EXERCISE MATERIALS START

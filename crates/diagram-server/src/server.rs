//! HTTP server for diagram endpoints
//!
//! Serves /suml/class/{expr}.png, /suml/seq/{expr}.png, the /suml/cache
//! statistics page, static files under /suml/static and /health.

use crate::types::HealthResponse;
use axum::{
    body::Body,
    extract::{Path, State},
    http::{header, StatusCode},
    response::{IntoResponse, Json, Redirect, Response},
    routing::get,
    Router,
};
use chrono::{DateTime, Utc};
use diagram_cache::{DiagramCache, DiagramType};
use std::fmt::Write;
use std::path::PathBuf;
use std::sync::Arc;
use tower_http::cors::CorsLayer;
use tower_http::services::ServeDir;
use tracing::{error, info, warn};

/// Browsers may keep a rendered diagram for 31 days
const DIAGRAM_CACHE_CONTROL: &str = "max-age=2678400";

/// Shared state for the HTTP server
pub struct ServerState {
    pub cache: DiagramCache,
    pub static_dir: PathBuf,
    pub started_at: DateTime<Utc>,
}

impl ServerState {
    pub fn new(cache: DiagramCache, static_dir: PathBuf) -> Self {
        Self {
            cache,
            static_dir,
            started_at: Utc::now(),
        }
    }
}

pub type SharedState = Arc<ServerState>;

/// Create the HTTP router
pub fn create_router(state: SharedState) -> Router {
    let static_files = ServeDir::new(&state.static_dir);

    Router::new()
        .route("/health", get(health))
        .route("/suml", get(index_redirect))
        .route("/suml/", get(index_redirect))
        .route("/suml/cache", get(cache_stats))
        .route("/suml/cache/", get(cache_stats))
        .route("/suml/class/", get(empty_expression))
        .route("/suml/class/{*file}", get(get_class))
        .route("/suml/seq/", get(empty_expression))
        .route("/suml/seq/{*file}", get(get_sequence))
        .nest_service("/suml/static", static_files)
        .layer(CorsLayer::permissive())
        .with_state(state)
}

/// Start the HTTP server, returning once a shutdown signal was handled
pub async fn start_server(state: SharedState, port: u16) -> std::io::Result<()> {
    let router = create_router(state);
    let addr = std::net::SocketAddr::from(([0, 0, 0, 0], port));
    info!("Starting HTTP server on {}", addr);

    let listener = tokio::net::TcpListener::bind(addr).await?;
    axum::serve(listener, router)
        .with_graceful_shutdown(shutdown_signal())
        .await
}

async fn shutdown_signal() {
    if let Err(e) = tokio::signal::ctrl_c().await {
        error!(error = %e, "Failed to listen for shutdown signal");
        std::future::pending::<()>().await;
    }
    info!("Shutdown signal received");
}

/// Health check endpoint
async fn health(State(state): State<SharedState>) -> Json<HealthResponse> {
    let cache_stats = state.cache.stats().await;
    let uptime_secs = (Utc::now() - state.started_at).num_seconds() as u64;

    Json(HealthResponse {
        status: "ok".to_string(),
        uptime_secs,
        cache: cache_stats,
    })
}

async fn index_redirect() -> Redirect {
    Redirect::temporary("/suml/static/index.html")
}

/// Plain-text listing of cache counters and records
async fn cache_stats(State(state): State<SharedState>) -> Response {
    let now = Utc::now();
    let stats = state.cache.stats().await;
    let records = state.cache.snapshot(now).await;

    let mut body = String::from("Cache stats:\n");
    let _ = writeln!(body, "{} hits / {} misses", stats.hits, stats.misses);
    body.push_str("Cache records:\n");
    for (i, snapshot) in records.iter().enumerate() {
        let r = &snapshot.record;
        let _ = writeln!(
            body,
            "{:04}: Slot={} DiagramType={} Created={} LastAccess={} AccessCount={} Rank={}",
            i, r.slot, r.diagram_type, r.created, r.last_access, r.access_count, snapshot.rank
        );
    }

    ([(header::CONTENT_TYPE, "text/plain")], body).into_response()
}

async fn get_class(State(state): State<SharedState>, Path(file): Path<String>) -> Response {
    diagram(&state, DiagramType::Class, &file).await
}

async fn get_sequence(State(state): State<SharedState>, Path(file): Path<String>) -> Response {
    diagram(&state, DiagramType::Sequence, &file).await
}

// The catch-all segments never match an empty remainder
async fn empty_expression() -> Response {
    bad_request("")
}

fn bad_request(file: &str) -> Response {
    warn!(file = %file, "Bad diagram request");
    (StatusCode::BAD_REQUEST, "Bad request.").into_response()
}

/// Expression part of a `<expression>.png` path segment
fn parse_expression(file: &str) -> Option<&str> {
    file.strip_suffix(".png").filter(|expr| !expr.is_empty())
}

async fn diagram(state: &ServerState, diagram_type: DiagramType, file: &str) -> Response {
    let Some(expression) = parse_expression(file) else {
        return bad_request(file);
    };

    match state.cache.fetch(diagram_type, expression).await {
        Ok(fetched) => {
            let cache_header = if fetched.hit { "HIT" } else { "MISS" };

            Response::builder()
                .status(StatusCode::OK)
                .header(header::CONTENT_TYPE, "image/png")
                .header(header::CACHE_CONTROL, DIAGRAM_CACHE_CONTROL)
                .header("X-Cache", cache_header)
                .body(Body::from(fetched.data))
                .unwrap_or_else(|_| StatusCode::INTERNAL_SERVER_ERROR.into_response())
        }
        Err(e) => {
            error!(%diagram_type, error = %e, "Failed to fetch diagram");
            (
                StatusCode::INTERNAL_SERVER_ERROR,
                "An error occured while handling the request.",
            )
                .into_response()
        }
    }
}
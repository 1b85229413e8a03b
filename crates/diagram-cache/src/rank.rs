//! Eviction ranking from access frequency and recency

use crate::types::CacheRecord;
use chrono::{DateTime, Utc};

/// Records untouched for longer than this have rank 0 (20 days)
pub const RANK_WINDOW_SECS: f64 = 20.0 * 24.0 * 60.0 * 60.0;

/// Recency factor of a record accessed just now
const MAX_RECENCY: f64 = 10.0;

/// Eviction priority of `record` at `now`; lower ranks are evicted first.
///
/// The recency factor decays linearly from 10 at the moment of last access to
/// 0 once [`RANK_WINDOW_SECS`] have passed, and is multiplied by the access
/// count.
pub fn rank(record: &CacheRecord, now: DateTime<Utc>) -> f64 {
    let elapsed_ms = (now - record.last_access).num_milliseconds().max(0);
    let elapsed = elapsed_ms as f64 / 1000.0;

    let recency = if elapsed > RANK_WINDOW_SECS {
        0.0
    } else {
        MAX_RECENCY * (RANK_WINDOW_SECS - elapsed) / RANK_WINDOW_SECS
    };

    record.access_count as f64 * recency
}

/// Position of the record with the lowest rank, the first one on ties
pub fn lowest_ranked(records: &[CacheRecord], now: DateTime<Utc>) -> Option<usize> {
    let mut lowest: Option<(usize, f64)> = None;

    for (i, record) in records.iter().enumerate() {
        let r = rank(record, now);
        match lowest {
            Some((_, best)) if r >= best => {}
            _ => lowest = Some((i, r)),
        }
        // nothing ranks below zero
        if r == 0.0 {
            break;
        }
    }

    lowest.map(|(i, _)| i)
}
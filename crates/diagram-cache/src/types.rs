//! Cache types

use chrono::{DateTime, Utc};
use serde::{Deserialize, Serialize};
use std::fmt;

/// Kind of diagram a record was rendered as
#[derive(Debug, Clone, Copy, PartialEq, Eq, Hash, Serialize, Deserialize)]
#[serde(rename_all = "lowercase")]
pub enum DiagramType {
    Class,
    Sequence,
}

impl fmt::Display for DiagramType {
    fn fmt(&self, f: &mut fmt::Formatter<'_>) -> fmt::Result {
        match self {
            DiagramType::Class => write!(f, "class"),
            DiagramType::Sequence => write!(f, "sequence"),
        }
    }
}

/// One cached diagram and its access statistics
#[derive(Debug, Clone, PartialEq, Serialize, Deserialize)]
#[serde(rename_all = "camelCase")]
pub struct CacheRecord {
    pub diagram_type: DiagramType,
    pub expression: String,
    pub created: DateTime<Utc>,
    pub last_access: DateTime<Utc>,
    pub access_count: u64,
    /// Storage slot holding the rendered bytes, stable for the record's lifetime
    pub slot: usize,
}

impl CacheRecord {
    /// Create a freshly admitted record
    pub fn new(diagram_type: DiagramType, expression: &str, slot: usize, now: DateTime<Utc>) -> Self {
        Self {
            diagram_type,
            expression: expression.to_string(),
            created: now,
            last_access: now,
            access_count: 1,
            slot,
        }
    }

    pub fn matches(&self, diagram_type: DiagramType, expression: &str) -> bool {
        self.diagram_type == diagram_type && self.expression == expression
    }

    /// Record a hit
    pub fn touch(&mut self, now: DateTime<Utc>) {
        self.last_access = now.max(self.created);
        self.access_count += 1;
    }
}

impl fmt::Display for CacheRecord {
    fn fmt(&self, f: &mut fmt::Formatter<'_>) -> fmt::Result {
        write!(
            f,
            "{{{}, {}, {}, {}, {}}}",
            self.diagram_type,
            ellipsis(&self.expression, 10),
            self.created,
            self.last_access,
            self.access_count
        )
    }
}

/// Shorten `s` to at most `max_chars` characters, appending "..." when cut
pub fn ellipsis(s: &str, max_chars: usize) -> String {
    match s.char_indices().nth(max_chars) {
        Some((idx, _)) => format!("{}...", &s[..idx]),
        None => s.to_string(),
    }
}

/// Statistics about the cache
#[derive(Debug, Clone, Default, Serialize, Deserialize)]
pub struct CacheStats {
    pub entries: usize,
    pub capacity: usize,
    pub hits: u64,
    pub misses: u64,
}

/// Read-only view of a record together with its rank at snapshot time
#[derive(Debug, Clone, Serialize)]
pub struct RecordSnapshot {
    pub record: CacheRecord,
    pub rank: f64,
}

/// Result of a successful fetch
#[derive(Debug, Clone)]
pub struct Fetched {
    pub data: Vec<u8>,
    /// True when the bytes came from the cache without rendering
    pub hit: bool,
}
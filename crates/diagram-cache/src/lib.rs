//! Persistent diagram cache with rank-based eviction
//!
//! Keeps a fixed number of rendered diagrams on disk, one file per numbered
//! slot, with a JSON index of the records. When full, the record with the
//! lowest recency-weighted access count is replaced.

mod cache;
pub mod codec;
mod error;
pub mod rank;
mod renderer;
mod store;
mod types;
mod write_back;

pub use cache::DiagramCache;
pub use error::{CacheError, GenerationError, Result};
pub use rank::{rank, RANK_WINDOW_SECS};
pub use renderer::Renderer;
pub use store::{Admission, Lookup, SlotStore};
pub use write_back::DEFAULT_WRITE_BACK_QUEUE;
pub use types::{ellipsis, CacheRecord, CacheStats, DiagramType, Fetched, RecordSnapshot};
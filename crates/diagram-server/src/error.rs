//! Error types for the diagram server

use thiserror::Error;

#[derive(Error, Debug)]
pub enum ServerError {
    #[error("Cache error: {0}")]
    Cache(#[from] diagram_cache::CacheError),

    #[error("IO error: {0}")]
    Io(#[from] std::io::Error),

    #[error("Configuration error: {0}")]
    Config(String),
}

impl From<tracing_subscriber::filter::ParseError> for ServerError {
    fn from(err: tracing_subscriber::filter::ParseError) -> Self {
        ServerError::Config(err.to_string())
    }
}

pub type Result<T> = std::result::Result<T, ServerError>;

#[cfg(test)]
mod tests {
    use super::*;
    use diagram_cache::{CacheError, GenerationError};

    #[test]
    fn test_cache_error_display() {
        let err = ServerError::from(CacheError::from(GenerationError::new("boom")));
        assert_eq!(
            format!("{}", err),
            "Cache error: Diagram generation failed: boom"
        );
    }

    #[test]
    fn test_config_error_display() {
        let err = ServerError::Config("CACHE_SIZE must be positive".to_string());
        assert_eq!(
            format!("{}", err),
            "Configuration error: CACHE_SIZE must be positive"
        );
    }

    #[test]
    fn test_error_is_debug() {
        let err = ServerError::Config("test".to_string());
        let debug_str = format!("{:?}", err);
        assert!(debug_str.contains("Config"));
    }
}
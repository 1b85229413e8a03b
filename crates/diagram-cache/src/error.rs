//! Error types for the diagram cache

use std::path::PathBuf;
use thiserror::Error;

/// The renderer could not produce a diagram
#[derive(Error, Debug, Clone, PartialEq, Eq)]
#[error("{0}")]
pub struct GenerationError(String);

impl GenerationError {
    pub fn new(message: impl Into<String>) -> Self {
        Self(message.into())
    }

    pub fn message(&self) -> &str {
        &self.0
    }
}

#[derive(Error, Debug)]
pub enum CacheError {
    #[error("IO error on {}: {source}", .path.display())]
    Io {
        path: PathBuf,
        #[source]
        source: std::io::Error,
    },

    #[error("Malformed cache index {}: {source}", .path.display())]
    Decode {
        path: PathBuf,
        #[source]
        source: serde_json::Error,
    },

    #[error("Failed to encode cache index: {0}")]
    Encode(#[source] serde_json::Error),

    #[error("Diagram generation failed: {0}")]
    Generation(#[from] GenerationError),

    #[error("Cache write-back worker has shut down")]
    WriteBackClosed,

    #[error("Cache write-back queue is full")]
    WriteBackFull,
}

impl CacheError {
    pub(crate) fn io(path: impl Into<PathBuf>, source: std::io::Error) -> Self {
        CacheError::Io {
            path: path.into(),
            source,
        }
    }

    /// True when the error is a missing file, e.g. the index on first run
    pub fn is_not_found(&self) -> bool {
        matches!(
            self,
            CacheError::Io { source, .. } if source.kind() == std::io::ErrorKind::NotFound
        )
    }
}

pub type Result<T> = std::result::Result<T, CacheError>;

EXERCISE MATERIALS END

YOUR GOAL — Referring to the material above, set down exactly the lines between the line with "use tower_http::cors::CorsLayer;" and the line with "the HTTP router", inclusive, and no other lines.

RESULT OF THIS EXERCISE —
use tower_http::cors::CorsLayer;
use tower_http::services::ServeDir;
use tracing::{error, info, warn};

/// Browsers may keep a rendered diagram for 31 days
const DIAGRAM_CACHE_CONTROL: &str = "max-age=2678400";

/// Shared state for the HTTP server
pub struct ServerState {
    pub cache: DiagramCache,
    pub static_dir: PathBuf,
    pub started_at: DateTime<Utc>,
}

impl ServerState {
    pub fn new(cache: DiagramCache, static_dir: PathBuf) -> Self {
        Self {
            cache,
            static_dir,
            started_at: Utc::now(),
        }
    }
}

pub type SharedState = Arc<ServerState>;

/// Create the HTTP router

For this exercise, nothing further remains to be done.